1.3 Amendment to Section 10.1 of the Original Agreement. Section 10.1 of the Original Agreement is hereby amended to add the following defined terms, inserted into such Section 10.1 in alphabetical order:
“Amendment” means Amendment No. 1 to this Agreement, dated as of May 28, 2008.
| “Assumed Tax Rate” means forty percent (40%). |
“Final Separate Tax Year” means the period commencing on and including January 1, 2008 and ending on and including the Closing Date.

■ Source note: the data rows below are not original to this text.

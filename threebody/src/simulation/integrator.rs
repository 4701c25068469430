//! Time integrators for the N-body system
//!
//! Provides the adaptive 15th-order Gauss-Radau integrator (`Ias15`) and a
//! fixed-step kick-drift-kick leapfrog (`Leapfrog`), both driven through the
//! [`Integrator`] trait. Each integrator owns its clock and scratch state and
//! works on one [`System`] of fixed size for its whole lifetime.

pub mod ias15;
pub mod leapfrog;
pub(crate) mod radau;

pub use ias15::{CorrectorStop, Ias15, Ias15Stats, StepHook, StepReport};
pub use leapfrog::Leapfrog;

use crate::configuration::config::IntegratorConfig;
use crate::error::{ConfigError, Result};
use crate::simulation::params::IntegratorParams;
use crate::simulation::states::System;

/// Result of one call to [`Integrator::step`]
#[derive(Debug, Clone, Copy, PartialEq, Eq)]
pub enum StepOutcome {
    /// The step was committed and time advanced
    Accepted,
    /// The trial was undone; time is unchanged and `dt` was reduced
    Rejected,
}

impl StepOutcome {
    pub fn is_accepted(self) -> bool {
        self == StepOutcome::Accepted
    }
}

/// Common surface of the integrators.
///
/// A driver calls `step` repeatedly; rejection is a normal outcome and the
/// caller simply calls again.
pub trait Integrator {
    /// Advance `sys` by one step.
    ///
    /// Panics if `sys` does not hold the number of bodies the integrator
    /// was built for.
    fn step(&mut self, sys: &mut System) -> StepOutcome;

    /// Zero all history and scratch state, set time back to 0 and restore the
    /// initial trial step. Call whenever the initial conditions change.
    fn reset(&mut self);

    /// Simulation time
    fn time(&self) -> f64;

    /// Current trial step
    fn dt(&self) -> f64;

    /// Size of the last accepted step, 0 before the first one
    fn last_successful_dt(&self) -> f64;

    /// Set the trial step used by the next call to `step`.
    ///
    /// Side effects: the value is clamped to the `max_dt` ceiling, and an
    /// integrator that carries step history rescales it to the new step.
    fn set_dt(&mut self, dt: f64) -> Result<()>;

    fn max_dt(&self) -> f64;

    /// Set the step ceiling.
    ///
    /// Side effect: a current trial step above the new ceiling is lowered
    /// to it immediately.
    fn set_max_dt(&mut self, max_dt: f64) -> Result<()>;
}

/// Build the integrator selected by `kind` for `sys`
pub fn build_integrator(
    kind: &IntegratorConfig,
    sys: &System,
    params: IntegratorParams,
) -> Result<Box<dyn Integrator + Send>> {
    Ok(match kind {
        IntegratorConfig::Ias15 => Box::new(Ias15::new(sys, params)?),
        IntegratorConfig::Leapfrog => Box::new(Leapfrog::new(sys, params)?),
    })
}

/// Integrators need at least one interacting pair
pub(crate) fn check_body_count(sys: &System) -> Result<()> {
    if sys.len() < 2 {
        return Err(ConfigError::TooFewBodies {
            needed: 2,
            found: sys.len(),
        });
    }
    Ok(())
}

“Final Separate Tax Year Amount” means an amount equal to the product of (i) the aggregate net taxable income of the Company for the Final Separate Tax Year and (ii) the Assumed Tax Rate, less the sum of (x) all amounts paid by the Company in reliance on Clause 2 of Section 10.1 of the Company Schedule prior to the Amendment, which the Company currently represents and warrants equals $11,571,226, plus (y) all other amounts, if any, previously distributed to the Shareholders by the Company in respect of the Shareholders’ income tax liabilities arising from inclusion of the Company’s Final Separate Tax Year income in their taxable income. For purposes of this definition, the net taxable income of the Company (A) shall exclude any income or gain of the Company realized in respect of the transactions contemplated by this Agreement or otherwise not in the ordinary course of the Company’s business, (B) shall be calculated on the basis of a closing of the books at the end of December 31, 2007 and at the end of the Closing Date, and (C) shall exclude any gain realized on the distribution of appreciated assets (whether included as part of Distributable Property or otherwise).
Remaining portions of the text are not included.